Inhibition of Ca2+-activated chloride channels by the NSAID meclofenamate for anti-diarrhea

Dysfunctional calcium-activated chloride channels (CaCCs) are implicated in many pathological phenotypes and diseases. The CaCC ANO1/TMEM16A robustly expressed in epithelial cells plays an essential role in regulation of Cl^- secretion and intestinal motility. In this study, we investigated the effects of a nonsteroidal anti-inflammatory drug (NSAID) meclofenamate on ANO1 channel and dextran sulfate sodium (DSS)-induced diarrhea in mice. Meclofenamate inhibits CaCC ANO1 channel in a concentration-dependent manner with an IC₅₀ of 16.2 ± 2.7 μM. Meclofenamate also reduces single-channel open probability without altering the channel conductance.
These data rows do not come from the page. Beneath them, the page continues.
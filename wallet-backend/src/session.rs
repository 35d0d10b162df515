use parking_lot::RwLock;
use std::collections::VecDeque;
use std::sync::Arc;
use std::time::{Duration, Instant};

use crate::config_store::WalletConfig;
use crate::daemon::DaemonConnectionInfo;
use crate::ipc::{BackendMessage, PrepareTransactionResponse, ResponseStatus};
use crate::transactions::TransactionRow;
use crate::wallet::{Balance, SyncStatus};

/// Log lines kept for the console view.
pub const MAX_LOG_LINES: usize = 1_000;

/// Everything the UI renders, as last reported by the backend.
#[derive(Debug, Clone, Default, PartialEq)]
pub struct SessionSnapshot {
    pub balance: Balance,
    pub transactions: Vec<TransactionRow>,
    pub transaction_count: usize,
    pub sync_status: SyncStatus,
    pub connection_info: DaemonConnectionInfo,
    pub node_fee: u64,
    pub primary_address: String,
    pub prepared_transaction: Option<PrepareTransactionResponse>,
    pub logged_in: bool,
    pub wallet_active: bool,
}

#[derive(Debug, Default)]
struct SessionState {
    snapshot: SessionSnapshot,
    log_lines: VecDeque<String>,
    last_activity: Option<Instant>,
    auto_lock: Option<Duration>,
}

/// Renderer-side cache fed by backend messages, with inactivity locking.
#[derive(Debug, Clone)]
pub struct WalletSession {
    state: Arc<RwLock<SessionState>>,
}

impl Default for WalletSession {
    fn default() -> Self {
        Self::new(None)
    }
}

impl WalletSession {
    pub fn new(auto_lock: Option<Duration>) -> Self {
        Self {
            state: Arc::new(RwLock::new(SessionState {
                auto_lock,
                ..SessionState::default()
            })),
        }
    }

    pub fn from_config(config: &WalletConfig) -> Self {
        Self::new(auto_lock_from_config(config))
    }

    pub fn auto_lock(&self) -> Option<Duration> {
        self.state.read().auto_lock
    }

    /// Applies changed auto-lock settings without dropping the cache.
    pub fn configure(&self, config: &WalletConfig) {
        self.state.write().auto_lock = auto_lock_from_config(config);
    }

    /// Folds one inbound message into the cache.
    pub fn apply(&self, message: &BackendMessage) {
        let mut state = self.state.write();
        match message {
            BackendMessage::SyncStatus(status) => state.snapshot.sync_status = *status,
            BackendMessage::TransactionList(rows) => state.snapshot.transactions = rows.clone(),
            BackendMessage::TransactionCount(count) => state.snapshot.transaction_count = *count,
            BackendMessage::Balance(balance) => state.snapshot.balance = *balance,
            BackendMessage::NodeFee(fee) => state.snapshot.node_fee = *fee,
            BackendMessage::DaemonConnectionInfo(info) => {
                state.snapshot.connection_info = info.clone()
            }
            BackendMessage::AuthenticationStatus(true) => {
                state.snapshot.logged_in = true;
                state.last_activity = Some(Instant::now());
            }
            BackendMessage::WalletActiveStatus(active) => state.snapshot.wallet_active = *active,
            BackendMessage::PrimaryAddress(address) => {
                state.snapshot.primary_address = address.clone()
            }
            BackendMessage::PrepareTransactionResponse(response) => {
                state.snapshot.prepared_transaction = match response.status {
                    ResponseStatus::Success => Some(response.clone()),
                    ResponseStatus::Failure => None,
                };
            }
            BackendMessage::SendTransactionResponse(_) => {
                state.snapshot.prepared_transaction = None;
            }
            BackendMessage::BackendLogLine(line) => {
                if state.log_lines.len() == MAX_LOG_LINES {
                    state.log_lines.pop_front();
                }
                state.log_lines.push_back(line.clone());
            }
            BackendMessage::BackendStopped => {
                state.snapshot.wallet_active = false;
                state.snapshot.logged_in = false;
            }
            _ => {}
        }
    }

    pub fn snapshot(&self) -> SessionSnapshot {
        self.state.read().snapshot.clone()
    }

    pub fn balance(&self) -> Balance {
        self.state.read().snapshot.balance
    }

    pub fn primary_address(&self) -> String {
        self.state.read().snapshot.primary_address.clone()
    }

    /// Hash of the transaction waiting for confirmation, if any.
    pub fn prepared_hash(&self) -> Option<String> {
        self.state
            .read()
            .snapshot
            .prepared_transaction
            .as_ref()
            .and_then(|prepared| prepared.hash.clone())
    }

    pub fn log_lines(&self) -> Vec<String> {
        self.state.read().log_lines.iter().cloned().collect()
    }

    /// Locked when logged out or idle past the auto-lock interval.
    pub fn is_locked(&self) -> bool {
        let state = self.state.read();
        if !state.snapshot.logged_in {
            return true;
        }
        match (state.auto_lock, state.last_activity) {
            (Some(timeout), Some(last)) => last.elapsed() >= timeout,
            _ => false,
        }
    }

    /// Records user activity, pushing back the auto-lock deadline.
    pub fn touch(&self) {
        let mut state = self.state.write();
        if state.snapshot.logged_in {
            state.last_activity = Some(Instant::now());
        }
    }

    /// Drops the login but keeps the cached wallet data for the lock screen.
    pub fn lock(&self) {
        let mut state = self.state.write();
        state.snapshot.logged_in = false;
        state.last_activity = None;
    }

    /// Forgets everything, as when another wallet is about to be opened.
    pub fn reset(&self) {
        let mut state = self.state.write();
        let auto_lock = state.auto_lock;
        *state = SessionState {
            auto_lock,
            ..SessionState::default()
        };
    }
}

fn auto_lock_from_config(config: &WalletConfig) -> Option<Duration> {
    config
        .auto_lock_enabled
        .then(|| duration_from_minutes(config.auto_lock_interval))
}

fn duration_from_minutes(minutes: u32) -> Duration {
    let clamped = minutes.max(1) as u64;
    Duration::from_secs(clamped.saturating_mul(60))
}

#[cfg(test)]
mod tests {
    use super::*;
    use crate::wallet::WalletLibraryError;

    fn prepared(status: ResponseStatus) -> PrepareTransactionResponse {
        PrepareTransactionResponse {
            status,
            hash: (status == ResponseStatus::Success).then(|| "abc".to_string()),
            address: "VRMdest".into(),
            payment_id: None,
            amount: 5,
            fee: Some(10),
            node_fee: 0,
            error: (status == ResponseStatus::Failure)
                .then(|| WalletLibraryError::new(8, "Not enough balance")),
        }
    }

    #[test]
    fn applies_wallet_state() {
        let session = WalletSession::default();
        session.apply(&BackendMessage::Balance(Balance::new(5, 7)));
        session.apply(&BackendMessage::SyncStatus(SyncStatus::new(1, 2, 3)));
        session.apply(&BackendMessage::PrimaryAddress("VRMabc".into()));
        session.apply(&BackendMessage::NodeFee(25));
        session.apply(&BackendMessage::TransactionCount(4));
        session.apply(&BackendMessage::WalletActiveStatus(true));

        let snapshot = session.snapshot();
        assert_eq!(snapshot.balance.total(), 12);
        assert_eq!(snapshot.sync_status, SyncStatus::new(1, 2, 3));
        assert_eq!(snapshot.primary_address, "VRMabc");
        assert_eq!(snapshot.node_fee, 25);
        assert_eq!(snapshot.transaction_count, 4);
        assert!(snapshot.wallet_active);
    }

    #[test]
    fn prepared_transaction_lifecycle() {
        let session = WalletSession::default();
        session.apply(&BackendMessage::PrepareTransactionResponse(prepared(
            ResponseStatus::Success,
        )));
        assert_eq!(session.prepared_hash().as_deref(), Some("abc"));

        session.apply(&BackendMessage::PrepareTransactionResponse(prepared(
            ResponseStatus::Failure,
        )));
        assert_eq!(session.prepared_hash(), None);

        session.apply(&BackendMessage::PrepareTransactionResponse(prepared(
            ResponseStatus::Success,
        )));
        session.apply(&BackendMessage::SendTransactionResponse(
            crate::ipc::SendTransactionResponse {
                status: ResponseStatus::Success,
                hash: Some("abc".into()),
                error: None,
            },
        ));
        assert_eq!(session.prepared_hash(), None);
    }

    #[test]
    fn log_lines_are_capped() {
        let session = WalletSession::default();
        for i in 0..MAX_LOG_LINES + 5 {
            session.apply(&BackendMessage::BackendLogLine(format!("line {}", i)));
        }
        let lines = session.log_lines();
        assert_eq!(lines.len(), MAX_LOG_LINES);
        assert_eq!(lines[0], "line 5");
    }

    #[test]
    fn login_and_lock_cycle() {
        let session = WalletSession::default();
        assert!(session.is_locked());

        session.apply(&BackendMessage::AuthenticationStatus(false));
        assert!(session.is_locked());

        session.apply(&BackendMessage::AuthenticationStatus(true));
        assert!(!session.is_locked());

        session.lock();
        assert!(session.is_locked());
    }

    #[test]
    fn idle_session_locks() {
        let session = WalletSession::new(Some(Duration::from_millis(10)));
        session.apply(&BackendMessage::AuthenticationStatus(true));
        assert!(!session.is_locked());
        std::thread::sleep(Duration::from_millis(30));
        assert!(session.is_locked());
    }

    #[test]
    fn auto_lock_follows_config() {
        let mut config = WalletConfig::default();
        assert_eq!(
            WalletSession::from_config(&config).auto_lock(),
            Some(Duration::from_secs(600))
        );
        config.auto_lock_enabled = false;
        assert_eq!(WalletSession::from_config(&config).auto_lock(), None);

        let session = WalletSession::default();
        config.auto_lock_interval = 0;
        config.auto_lock_enabled = true;
        session.configure(&config);
        assert_eq!(session.auto_lock(), Some(Duration::from_secs(60)));
    }

    #[test]
    fn backend_stop_logs_out() {
        let session = WalletSession::default();
        session.apply(&BackendMessage::AuthenticationStatus(true));
        session.apply(&BackendMessage::WalletActiveStatus(true));
        session.apply(&BackendMessage::BackendStopped);
        let snapshot = session.snapshot();
        assert!(!snapshot.logged_in);
        assert!(!snapshot.wallet_active);

        session.apply(&BackendMessage::Balance(Balance::new(1, 1)));
        session.reset();
        assert_eq!(session.snapshot(), SessionSnapshot::default());
    }
}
Molecular docking and site-directed mutagenesis demonstrate that residues R515, R535 and E654 are important for meclofenamate-mediated ANO1 inhibition. Selectivity evaluation demonstrates that meclofenamate also inhibits Other CaCCs, including ANO2, ANO6 and Bestrophin-1 with IC₅₀ values ranging from approximately 10 to 20 μM. Further in vivo experiments show that meclofenamate dose-dependently reduces intestinal peristalsis and diarrhea induced by DSS in mice. Altogether, our findings reveal a novel role of meclofenamate in inhibiting CaCC currents and alleviating DSS-induced acute diarrhea, thus holding repurposing potential for therapy of diarrhea or gastrointestinal dysfunction.

CaCCs; Diarrhea; Drug repurposing; GI dysfunction; Meclofenamate; NSAID.